GuiltyTargets: Prioritization of Novel Therapeutic Targets with Network Representation Learning
GuiltyTargets: Prioritization of Novel Therapeutic Targets with Deep Network Representation Learning
The majority of clinical trials fail due to low efficacy of investigated drugs, often resulting from a poor choice of target protein. Existing computational approaches aim to support target selection either via genetic evidence or by putting potential targets into the context of a disease specific network reconstruction. The purpose of this work was to investigate whether network representation learning techniques could be used to allow for a machine learning based prioritization of putative targets. We propose a novel target prioritization approach, GuiltyTargets, which relies on attributed network representation learning of a genome-wide protein-protein interaction network annotated with disease-specific differential gene expression and uses positive-unlabeled (PU) machine learning for candidate ranking. We evaluated our approach on 12 datasets from six diseases of different type (cancer, metabolic, neurodegenerative) within a 10 times repeated 5-fold stratified cross-validation and achieved AUROC values between 0.92 - 0.97, significantly outperforming previous approaches that relied on manually engineered topological features.
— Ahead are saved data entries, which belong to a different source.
//! 背景除去
//!
//! 実装は `BackgroundMatting` で差し替えられる。既定は四隅の平均色を背景とみなす推定。

use super::{temp_output, PipelineStep, StepError};
use image::{DynamicImage, RgbaImage};
use std::path::{Path, PathBuf};

/// 背景との色距離がこれを超える画素を前景とする
const FOREGROUND_DISTANCE: f64 = 30.0;

/// 背景除去の実装
pub trait BackgroundMatting {
    /// アルファ付き画像を返す
    fn matte(&self, image: &DynamicImage) -> Result<RgbaImage, String>;
}

/// 四隅の平均色との距離で前景を決める
#[derive(Debug, Clone, Copy)]
pub struct CornerColorMatting {
    pub threshold: f64,
}

impl Default for CornerColorMatting {
    fn default() -> Self {
        Self { threshold: FOREGROUND_DISTANCE }
    }
}

impl BackgroundMatting for CornerColorMatting {
    fn matte(&self, image: &DynamicImage) -> Result<RgbaImage, String> {
        let rgb = image.to_rgb8();
        let (w, h) = rgb.dimensions();
        if w == 0 || h == 0 {
            return Err("empty image".into());
        }

        let corners = [(0, 0), (w - 1, 0), (0, h - 1), (w - 1, h - 1)];
        let mut bg = [0f64; 3];
        for &(x, y) in &corners {
            let p = rgb.get_pixel(x, y);
            for c in 0..3 {
                bg[c] += p[c] as f64 / corners.len() as f64;
            }
        }

        Ok(RgbaImage::from_fn(w, h, |x, y| {
            let p = rgb.get_pixel(x, y);
            let dist = (0..3)
                .map(|c| (p[c] as f64 - bg[c]).powi(2))
                .sum::<f64>()
                .sqrt();
            let alpha = if dist > self.threshold { 255 } else { 0 };
            image::Rgba([p[0], p[1], p[2], alpha])
        }))
    }
}

/// 背景を除去して作業ファイルに保存
///
/// 既にアルファを持つ画像はそのまま（`None`）。
pub fn remove_background(
    matting: &dyn BackgroundMatting,
    input: &Path,
    temp_dir: &Path,
) -> Result<Option<PathBuf>, StepError> {
    let step = PipelineStep::RemoveBackground;
    let img = image::open(input).map_err(StepError::at(step))?;
    if img.color().has_alpha() {
        return Ok(None);
    }

    let matted = matting.matte(&img).map_err(StepError::at(step))?;
    let output = temp_output(temp_dir, "bg_removed", input);
    matted.save_with_format(&output, image::ImageFormat::Png).map_err(StepError::at(step))?;
    Ok(Some(output))
}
Moreover, we showed that GuiltyTargets allows for target repositioning across related disease areas. An application of GuiltyTargets to Alzheimer’s disease resulted in a number of highly ranked candidates that are currently discussed as targets in the literature. Interestingly, one (COMT) is also the target of an approved drug (Tolcapone) for Parkinson’s disease, highlighting the potential for target repositioning with our method. The GuiltyTargets Python package is available on PyPI and all code used for analysis can be found under the MIT License at https://github.com/GuiltyTargets. Attributed network representation learning techniques provide an interesting approach to effectively leverage the existing knowledge about the molecular mechanisms in different diseases. In this work, the combination with positive-unlabeled learning for target prioritization demonstrated a clear superiority compared to classical feature engineering approaches. Our work highlights the potential of attributed network representation learning for target prioritization. Given the overarching relevance of networks in computational biology we believe that attributed network representation learning techniques could have a broader impact in the future.